Aim of the exercise.
Only the lines from the one containing "let mut count = 0u32;" through the end of the entries should be repeated, exactly as they appear, first and last included.
::::
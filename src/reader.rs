use regex::Regex;

use crate::error::{ParseError, ParseErrorKind};

/// The exact source text a binding was parsed from.
#[derive(Debug, Clone, PartialEq, Eq)]
pub struct Original {
    pub text: String,
    pub line: u32,
}

#[derive(Debug, Clone, Copy, PartialEq, Eq)]
struct Position {
    offset: usize,
    line: u32,
}

impl Position {
    fn start() -> Self {
        Self { offset: 0, line: 1 }
    }
}

/// Cursor over the full text of a dotenv source.
///
/// Offsets are byte offsets into the text. Lines are counted on every
/// consumed `\n`, `\r\n` or bare `\r`.
#[derive(Debug, Clone)]
pub struct Reader {
    text: String,
    position: Position,
    mark: Position,
}

impl Reader {
    pub fn new(text: impl Into<String>) -> Self {
        Self {
            text: text.into(),
            position: Position::start(),
            mark: Position::start(),
        }
    }

    pub fn has_next(&self) -> bool {
        self.position.offset < self.text.len()
    }

    pub fn line(&self) -> u32 {
        self.position.line
    }

    pub fn set_mark(&mut self) {
        self.mark = self.position;
    }

    pub fn get_marked(&self) -> Original {
        Original {
            text: self.text[self.mark.offset..self.position.offset].to_owned(),
            line: self.mark.line,
        }
    }

    /// Up to `count` characters from the cursor, without consuming them.
    pub fn peek(&self, count: usize) -> &str {
        let rest = self.rest();
        let end = rest
            .char_indices()
            .nth(count)
            .map(|(idx, _)| idx)
            .unwrap_or(rest.len());
        &rest[..end]
    }

    pub fn peek_char(&self) -> Option<char> {
        self.rest().chars().next()
    }

    pub fn read(&mut self, count: usize) -> Result<String, ParseError> {
        let result = self.peek(count).to_owned();
        if result.chars().count() < count {
            return Err(self.error(ParseErrorKind::UnexpectedEof));
        }
        self.advance(result.len());
        Ok(result)
    }

    /// Match `pattern` anchored at the cursor and consume the match.
    ///
    /// `pattern` must start with `\A`. Returns the capture groups, with
    /// non-participating groups as empty strings.
    pub fn read_matching(&mut self, pattern: &Regex) -> Result<Vec<String>, ParseError> {
        let Some(captures) = pattern.captures(self.rest()) else {
            return Err(self.error(ParseErrorKind::PatternMismatch));
        };
        let Some(whole) = captures.get(0).filter(|m| m.start() == 0) else {
            return Err(self.error(ParseErrorKind::PatternMismatch));
        };

        let groups = captures
            .iter()
            .skip(1)
            .map(|group| group.map(|m| m.as_str().to_owned()).unwrap_or_default())
            .collect();
        let consumed = whole.end();
        self.advance(consumed);
        Ok(groups)
    }

    fn rest(&self) -> &str {
        &self.text[self.position.offset..]
    }

    fn advance(&mut self, len: usize) {
        let consumed = &self.text[self.position.offset..self.position.offset + len];
        self.position.line += count_newlines(consumed);
        self.position.offset += len;
    }

    fn error(&self, kind: ParseErrorKind) -> ParseError {
        ParseError::new(self.position.line, kind)
    }
}

fn count_newlines(text: &str) -> u32 {
    let bytes = text.as_bytes();
    let mut count = 0u32;
    let mut idx = 0usize;
    while idx < bytes.len() {
        match bytes[idx] {
            b'\r' => {
                count += 1;
                if bytes.get(idx + 1) == Some(&b'\n') {
                    idx += 1;
                }
            }
            b'\n' => count += 1,
            _ => {}
        }
        idx += 1;
    }
    count
}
::::
Reply.
    let mut count = 0u32;
    let mut idx = 0usize;
    while idx < bytes.len() {
        match bytes[idx] {
            b'\r' => {
                count += 1;
                if bytes.get(idx + 1) == Some(&b'\n') {
                    idx += 1;
                }
            }
            b'\n' => count += 1,
            _ => {}
        }
        idx += 1;
    }
    count
}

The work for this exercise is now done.